A desconfiança com a crise imobiliária não é a única incerteza que limita o otimismo com a reabertura da China. Um dado que levantou preocupações entre alguns analistas foi a meta de crescimento estabelecida pelo Partido Comunista para este ano: 5% – a menor em três décadas. Isso, vale lembrar, depois de o país crescer só em 3% em 2022 ante uma meta de 5,5%.

Os mais pessimistas leram o dado do ponto de vista do copo meio vazio. Uma meta conservadora para os padrões chineses pode indicar que o governo não está confiante numa recuperação turbo – nem disposto a estimular a economia para atingi-la.

Outros destacam o lado meio cheio do copo. “A China vem convergindo para um ritmo de crescimento mais parecido com o dos EUA e da Europa. Aqueles 10% a que estávamos acostumados ficaram para trás”, diz Laura Pitta, do Itaú. Segundo ela, a sinalização do governo de que não haverá estímulos exagerados é uma boa postura para o médio e longo prazo, pois evita o surgimento de novas bolhas.

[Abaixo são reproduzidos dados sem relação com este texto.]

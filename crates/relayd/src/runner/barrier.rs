//! Completion barrier joining the foreground listener tasks.

use std::sync::{Arc, Condvar, Mutex, MutexGuard, PoisonError};

/// Counter that releases waiters once every entered task has signalled.
///
/// Each [`CompletionToken`] signals when dropped, so a task that panics still
/// releases its slot.
#[derive(Debug, Clone, Default)]
pub struct CompletionBarrier {
    inner: Arc<BarrierState>,
}

#[derive(Debug, Default)]
struct BarrierState {
    pending: Mutex<usize>,
    released: Condvar,
}

impl BarrierState {
    fn pending(&self) -> MutexGuard<'_, usize> {
        self.pending.lock().unwrap_or_else(PoisonError::into_inner)
    }
}

impl CompletionBarrier {
    pub fn new() -> Self {
        Self::default()
    }

    /// Registers one task and returns the token it must drop on exit.
    pub fn enter(&self) -> CompletionToken {
        *self.inner.pending() += 1;
        CompletionToken {
            inner: Arc::clone(&self.inner),
        }
    }

    /// Number of tasks that have not yet signalled.
    pub fn pending(&self) -> usize {
        *self.inner.pending()
    }

    /// Blocks until every entered task has signalled. There is no timeout.
    pub fn wait(&self) {
        let mut pending = self.inner.pending();
        while *pending > 0 {
            pending = self
                .inner
                .released
                .wait(pending)
                .unwrap_or_else(PoisonError::into_inner);
        }
    }
}

/// Proof of one registered task; signals the barrier when dropped.
#[derive(Debug)]
#[must_use = "dropping the token signals completion immediately"]
pub struct CompletionToken {
    inner: Arc<BarrierState>,
}

impl Drop for CompletionToken {
    fn drop(&mut self) {
        let mut pending = self.inner.pending();
        *pending = pending.saturating_sub(1);
        if *pending == 0 {
            self.inner.released.notify_all();
        }
    }
}
//! Log line formats accepted by `--log-format`.

use strum::{Display, EnumString};

/// Rendering used for events written to the log file.
///
/// Parsing ignores ASCII case; rendering produces the lowercase flag value
/// that is forwarded to a detached child.
#[derive(Debug, Default, Clone, Copy, PartialEq, Eq, Display, EnumString)]
#[strum(serialize_all = "snake_case", ascii_case_insensitive)]
pub enum LogFormat {
    /// One JSON object per event with fields flattened to the top level.
    Json,
    /// Single-line text with timestamp, level, and target.
    #[default]
    Compact,
}
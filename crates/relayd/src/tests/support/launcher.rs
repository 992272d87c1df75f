//! Launcher that starts a real, harmless child in place of the daemon.

use std::os::unix::process::ExitStatusExt;
use std::path::{Path, PathBuf};
use std::process::{Child, Command};
use std::sync::{Arc, Mutex};

use nix::sys::signal::Signal;

use crate::process::{ProcessLauncher, SpawnError};

#[derive(Default)]
struct Launched {
    children: Vec<Child>,
    configs: Vec<PathBuf>,
}

/// Spawns `sleep 30` for each launch and keeps the handles for inspection.
///
/// Clones share state, so a test can keep one while the supervisor owns
/// another. Children still running when the last clone drops are killed.
#[derive(Clone, Default)]
pub struct SleepLauncher {
    launched: Arc<Mutex<Launched>>,
}

impl SleepLauncher {
    /// Config paths passed to each launch, in order.
    pub fn configs(&self) -> Vec<PathBuf> {
        self.launched.lock().expect("launched lock").configs.clone()
    }

    /// Pids returned by each launch, in order.
    pub fn pids(&self) -> Vec<u32> {
        let launched = self.launched.lock().expect("launched lock");
        launched.children.iter().map(Child::id).collect()
    }

    pub fn launches(&self) -> usize {
        self.launched.lock().expect("launched lock").children.len()
    }

    /// Whether the child with `pid` has not exited yet.
    pub fn is_alive(&self, pid: u32) -> bool {
        let mut launched = self.launched.lock().expect("launched lock");
        let child = launched
            .children
            .iter_mut()
            .find(|child| child.id() == pid)
            .expect("pid was launched by this launcher");
        child.try_wait().expect("poll child").is_none()
    }

    /// Waits for `pid` and reports whether it died from `SIGKILL`.
    pub fn was_killed(&self, pid: u32) -> bool {
        let mut launched = self.launched.lock().expect("launched lock");
        let child = launched
            .children
            .iter_mut()
            .find(|child| child.id() == pid)
            .expect("pid was launched by this launcher");
        let status = child.wait().expect("wait for child");
        status.signal() == Some(Signal::SIGKILL as i32)
    }
}

impl ProcessLauncher for SleepLauncher {
    fn launch(&self, config_path: &Path) -> Result<u32, SpawnError> {
        let child = Command::new("sleep")
            .arg("30")
            .spawn()
            .map_err(|source| SpawnError {
                program: "sleep".into(),
                source,
            })?;
        let pid = child.id();
        let mut launched = self.launched.lock().expect("launched lock");
        launched.children.push(child);
        launched.configs.push(config_path.to_path_buf());
        Ok(pid)
    }
}

impl Drop for Launched {
    fn drop(&mut self) {
        for child in &mut self.children {
            let _ = child.kill();
            let _ = child.wait();
        }
    }
}
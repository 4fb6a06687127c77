//! Infinite-scroll pagination types.
//!
//! Keyset (cursor) pagination resumes a sorted scan from the last seen
//! row instead of counting and skipping rows, so performance stays
//! constant at any depth and pages stay stable under concurrent writes.

mod cursor;
mod page;
mod request;

pub use cursor::Cursor;
pub use page::Page;
pub use request::{DEFAULT_LIMIT, MAX_LIMIT, PageParams, PageRequest};
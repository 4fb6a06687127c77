//! Path documents: an ordered route through catalog resources.

use jiff::Timestamp;
use learnhub_store::Document;
#[cfg(feature = "schema")]
use schemars::JsonSchema;
use serde::{Deserialize, Serialize};
use uuid::Uuid;

use super::Domain;

pub(crate) const DOMAIN: Domain = Domain {
    name: "path",
    allowed_sort_fields: &["name", "description"],
    default_sort_field: "name",
};

/// A learning path in the catalog.
#[derive(Debug, Clone, PartialEq, Eq, Serialize, Deserialize)]
#[cfg_attr(feature = "schema", derive(JsonSchema))]
pub struct Path {
    /// Unique identifier.
    pub id: Uuid,
    /// Display name.
    pub name: String,
    /// Optional free-form description.
    #[serde(default, skip_serializing_if = "Option::is_none")]
    pub description: Option<String>,
    /// Resources making up the path, in order.
    #[serde(default)]
    pub resources: Vec<Uuid>,
    /// Creation timestamp.
    pub created_at: Timestamp,
}

impl Path {
    /// Creates a path with a fresh identifier.
    pub fn new(name: impl Into<String>) -> Self {
        Self {
            id: Uuid::now_v7(),
            name: name.into(),
            description: None,
            resources: Vec::new(),
            created_at: Timestamp::now(),
        }
    }

    /// Sets the description.
    pub fn with_description(mut self, description: impl Into<String>) -> Self {
        self.description = Some(description.into());
        self
    }

    /// Sets the ordered resource list.
    pub fn with_resources<I>(mut self, resources: I) -> Self
    where
        I: IntoIterator<Item = Uuid>,
    {
        self.resources = resources.into_iter().collect();
        self
    }
}

impl Document for Path {
    fn id(&self) -> Uuid {
        self.id
    }

    fn name(&self) -> &str {
        &self.name
    }

    fn sort_key(&self, field: &str) -> String {
        super::sort_key(&self.name, self.description.as_deref(), field)
    }
}
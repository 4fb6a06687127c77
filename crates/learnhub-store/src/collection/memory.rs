//! In-memory collection for testing.
//!
//! This module provides a [`Collection`] implementation backed by a
//! `Vec`, interpreting [`ScrollQuery`] through its reference evaluation.
//! It is the query double used across the workspace's tests.
//!
//! # Feature Flag
//!
//! This module is only available when the `test-utils` feature is enabled:
//!
//! ```toml
//! [dev-dependencies]
//! learnhub-store = { version = "...", features = ["test-utils"] }
//! ```

use async_trait::async_trait;
use tokio::sync::RwLock;
use uuid::Uuid;

use super::{Collection, Document};
use crate::error::BoxError;
use crate::query::ScrollQuery;

/// An in-memory, query-capable collection of documents.
///
/// Reads clone matching documents, so the stored type must be `Clone`.
/// Writes exist only so tests can stage mutation between page fetches.
#[derive(Debug, Default)]
pub struct MemoryCollection<D> {
    documents: RwLock<Vec<D>>,
}

impl<D> MemoryCollection<D>
where
    D: Document + Clone,
{
    /// Creates an empty collection.
    pub fn new() -> Self {
        Self {
            documents: RwLock::new(Vec::new()),
        }
    }

    /// Creates a collection seeded with the given documents.
    pub fn from_documents(documents: Vec<D>) -> Self {
        Self {
            documents: RwLock::new(documents),
        }
    }

    /// Inserts a document.
    pub async fn insert(&self, document: D) {
        self.documents.write().await.push(document);
    }

    /// Removes a document by identifier, returning whether it existed.
    pub async fn remove(&self, id: Uuid) -> bool {
        let mut documents = self.documents.write().await;
        let before = documents.len();
        documents.retain(|doc| doc.id() != id);
        documents.len() < before
    }

    /// Returns the number of stored documents.
    pub async fn len(&self) -> usize {
        self.documents.read().await.len()
    }

    /// Returns whether the collection is empty.
    pub async fn is_empty(&self) -> bool {
        self.documents.read().await.is_empty()
    }
}

#[async_trait]
impl<D> Collection for MemoryCollection<D>
where
    D: Document + Clone,
{
    type Document = D;

    async fn find(&self, query: &ScrollQuery) -> Result<Vec<D>, BoxError> {
        let documents = self.documents.read().await;

        let mut rows: Vec<D> = documents
            .iter()
            .filter(|doc| query.matches(*doc))
            .cloned()
            .collect();
        rows.sort_by(|a, b| query.compare(a, b));
        rows.truncate(usize::try_from(query.fetch_limit()).unwrap_or(usize::MAX));

        Ok(rows)
    }

    async fn find_by_id(&self, id: Uuid) -> Result<Option<D>, BoxError> {
        let documents = self.documents.read().await;
        Ok(documents.iter().find(|doc| doc.id() == id).cloned())
    }
}
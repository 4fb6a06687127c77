//! Value types shared by the query engine.

pub mod pagination;
pub mod sorting;
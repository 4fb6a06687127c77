//! Domain document models.
//!
//! All five catalog domains share the same read surface: a unique
//! identifier, a name the substring filter targets, an optional
//! description, and whatever fields the domain adds on top. Each model
//! carries a [`Domain`] descriptor naming it and listing its sortable
//! fields; the engine itself hard-codes none of this.

pub(crate) mod curriculum;
pub(crate) mod path;
pub(crate) mod rating;
pub(crate) mod resource;
pub(crate) mod review;

use learnhub_store::ScrollOptions;

pub use curriculum::Curriculum;
pub use path::Path;
pub use rating::Rating;
pub use resource::Resource;
pub use review::Review;

/// Static description of one catalog domain.
#[derive(Debug, Clone, Copy, PartialEq, Eq)]
pub struct Domain {
    /// Domain name, used in logs and error messages.
    pub name: &'static str,
    /// Fields clients may sort by.
    pub allowed_sort_fields: &'static [&'static str],
    /// Sort field applied when the client does not send one.
    pub default_sort_field: &'static str,
}

impl Domain {
    pub(crate) fn scroll_options(&self) -> ScrollOptions<'static> {
        ScrollOptions {
            allowed_sort_fields: self.allowed_sort_fields,
            default_sort_field: self.default_sort_field,
        }
    }
}

/// Sort-key projection shared by every catalog model: `name` plus an
/// optional `description`. Unknown fields fall back to the name, but the
/// allow-list upstream means they are never requested.
pub(crate) fn sort_key(name: &str, description: Option<&str>, field: &str) -> String {
    match field {
        "description" => description.unwrap_or_default().to_owned(),
        _ => name.to_owned(),
    }
}
//! The collection seam the query engine reads through.
//!
//! The engine never talks to a datastore directly; it is handed a
//! [`Collection`] implementation at construction time and only reads.
//! Backends translate the [`ScrollQuery`] description into their own
//! query syntax, or lean on its reference evaluation the way the
//! in-memory implementation does.

#[cfg(any(test, feature = "test-utils"))]
mod memory;

use async_trait::async_trait;
use uuid::Uuid;

#[cfg(any(test, feature = "test-utils"))]
#[cfg_attr(docsrs, doc(cfg(feature = "test-utils")))]
pub use memory::MemoryCollection;

use crate::error::BoxError;
use crate::query::ScrollQuery;
use crate::types::pagination::Cursor;

/// A document the scroll engine can page over.
///
/// Implementations expose the unique identifier used as the sort
/// tiebreak, the name field used by the substring filter, and a string
/// projection of each sortable field.
pub trait Document: Send + Sync {
    /// Unique identifier of this document.
    fn id(&self) -> Uuid;

    /// Value of the name field, targeted by the substring filter.
    fn name(&self) -> &str;

    /// Value of a sortable field, as compared and carried in cursors.
    ///
    /// Only fields from the domain's allow-list are ever requested, since
    /// sort fields are validated before a query is built.
    fn sort_key(&self, field: &str) -> String;

    /// The resume point a page ending at this document hands out.
    fn cursor(&self, sort_field: &str) -> Cursor {
        Cursor::new(self.sort_key(sort_field), self.id())
    }
}

/// A query-capable handle to a collection of documents.
///
/// One unique identifier per document plus the sortable fields named by
/// the domain allow-list is all a backend has to provide. Errors are
/// type-erased here; the engine wraps them as backend failures and logs
/// the cause without surfacing it.
#[async_trait]
pub trait Collection: Send + Sync {
    /// The document type stored in this collection.
    type Document: Document;

    /// Executes a filtered, ordered, limited read.
    ///
    /// Implementations must apply the query's filter and continuation
    /// predicate, order by `(sort field, identifier)` as requested, and
    /// return at most [`ScrollQuery::fetch_limit`] rows.
    async fn find(&self, query: &ScrollQuery) -> Result<Vec<Self::Document>, BoxError>;

    /// Fetches a single document by identifier.
    async fn find_by_id(&self, id: Uuid) -> Result<Option<Self::Document>, BoxError>;
}
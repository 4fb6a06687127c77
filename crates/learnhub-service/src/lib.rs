#![forbid(unsafe_code)]
#![cfg_attr(docsrs, feature(doc_cfg))]
#![doc = include_str!("../README.md")]

/// Tracing target for domain service operations.
///
/// Use this target for logging list/get calls, their outcomes, and
/// authorization denials.
pub const TRACING_TARGET: &str = "learnhub_service::catalog";

mod auth;
mod error;
pub mod model;
mod service;

pub use auth::{AllowAll, Authorize, Operation, Principal};
pub use error::{BoxedError, Error, ErrorKind, Result};
pub use model::{Curriculum, Domain, Path, Rating, Resource, Review};
pub use service::DocumentService;
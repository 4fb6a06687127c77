//! Sorting options for document queries.

#[cfg(feature = "schema")]
use schemars::JsonSchema;
use serde::{Deserialize, Serialize};

use crate::error::ValidationError;

/// Sort order direction.
#[derive(
    Debug,
    Default,
    Clone,
    Copy,
    PartialEq,
    Eq,
    Serialize,
    Deserialize,
    strum::Display,
    strum::EnumString,
)]
#[cfg_attr(feature = "schema", derive(JsonSchema))]
#[serde(rename_all = "lowercase")]
#[strum(serialize_all = "lowercase")]
pub enum SortOrder {
    /// Ascending order (A-Z, oldest first, smallest first).
    #[default]
    Asc,
    /// Descending order (Z-A, newest first, largest first).
    Desc,
}

impl SortOrder {
    /// Parses the client-facing `order` parameter.
    ///
    /// Only the exact strings `asc` and `desc` are accepted; matching is
    /// case-sensitive.
    pub fn from_param(value: &str) -> Result<Self, ValidationError> {
        value.parse().map_err(|_| ValidationError::InvalidSortOrder)
    }

    /// Returns whether the order is ascending.
    #[inline]
    pub fn is_asc(&self) -> bool {
        matches!(self, Self::Asc)
    }

    /// Returns whether the order is descending.
    #[inline]
    pub fn is_desc(&self) -> bool {
        matches!(self, Self::Desc)
    }
}

/// A validated sort specification: an allow-listed field and a direction.
///
/// Constructed only through [`SortSpec::new`], which enforces membership
/// in the caller-supplied allow-list, so a `SortSpec` in hand is always
/// safe to interpolate into a query.
#[derive(Debug, Clone, PartialEq, Eq)]
pub struct SortSpec {
    field: String,
    order: SortOrder,
}

impl SortSpec {
    /// Validates `field` against the allow-list and builds the spec.
    pub fn new(
        field: impl Into<String>,
        order: SortOrder,
        allowed_fields: &[&str],
    ) -> Result<Self, ValidationError> {
        let field = field.into();
        if !allowed_fields.contains(&field.as_str()) {
            return Err(ValidationError::sort_field_not_allowed(allowed_fields));
        }

        Ok(Self { field, order })
    }

    /// The field documents are ordered by.
    #[inline]
    pub fn field(&self) -> &str {
        &self.field
    }

    /// The requested direction.
    #[inline]
    pub fn order(&self) -> SortOrder {
        self.order
    }
}

#[cfg(test)]
mod tests {
    use super::*;

    #[test]
    fn order_accepts_only_exact_lowercase() {
        assert_eq!(SortOrder::from_param("asc").unwrap(), SortOrder::Asc);
        assert_eq!(SortOrder::from_param("desc").unwrap(), SortOrder::Desc);

        for invalid in ["ASC", "Desc", "upward", "ascending", ""] {
            assert_eq!(
                SortOrder::from_param(invalid),
                Err(ValidationError::InvalidSortOrder),
                "{invalid:?} should be rejected"
            );
        }
    }

    #[test]
    fn order_defaults_to_ascending() {
        assert_eq!(SortOrder::default(), SortOrder::Asc);
    }

    #[test]
    fn spec_rejects_fields_outside_the_allow_list() {
        let err = SortSpec::new("not_a_real_field", SortOrder::Asc, &["name", "description"])
            .unwrap_err();
        assert_eq!(err.to_string(), "sort_by must be one of [name, description]");
    }

    #[test]
    fn spec_accepts_allow_listed_fields() {
        let spec = SortSpec::new("description", SortOrder::Desc, &["name", "description"])
            .expect("field is allow-listed");
        assert_eq!(spec.field(), "description");
        assert!(spec.order().is_desc());
    }
}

Arthur Mota, do BTG, argumenta que o conservadorismo também tem uma face estratégica. “É uma forma de deixar uma barra relativamente baixa e fácil de ser atingida para recuperar a confiança da população de que o governo consegue bater suas metas”, diz. De fato, a maior parte das projeções colocam o crescimento do país rondando confortavelmente os 5,5% neste ano.

De qualquer forma, os dados não mentem: a recuperação chinesa é sólida, e já está acontecendo. Mas talvez não seja uma expansão titânica, e quem esperava um milagre chinês para salvar o mundo da desaceleração econômica pode quebrar a cara.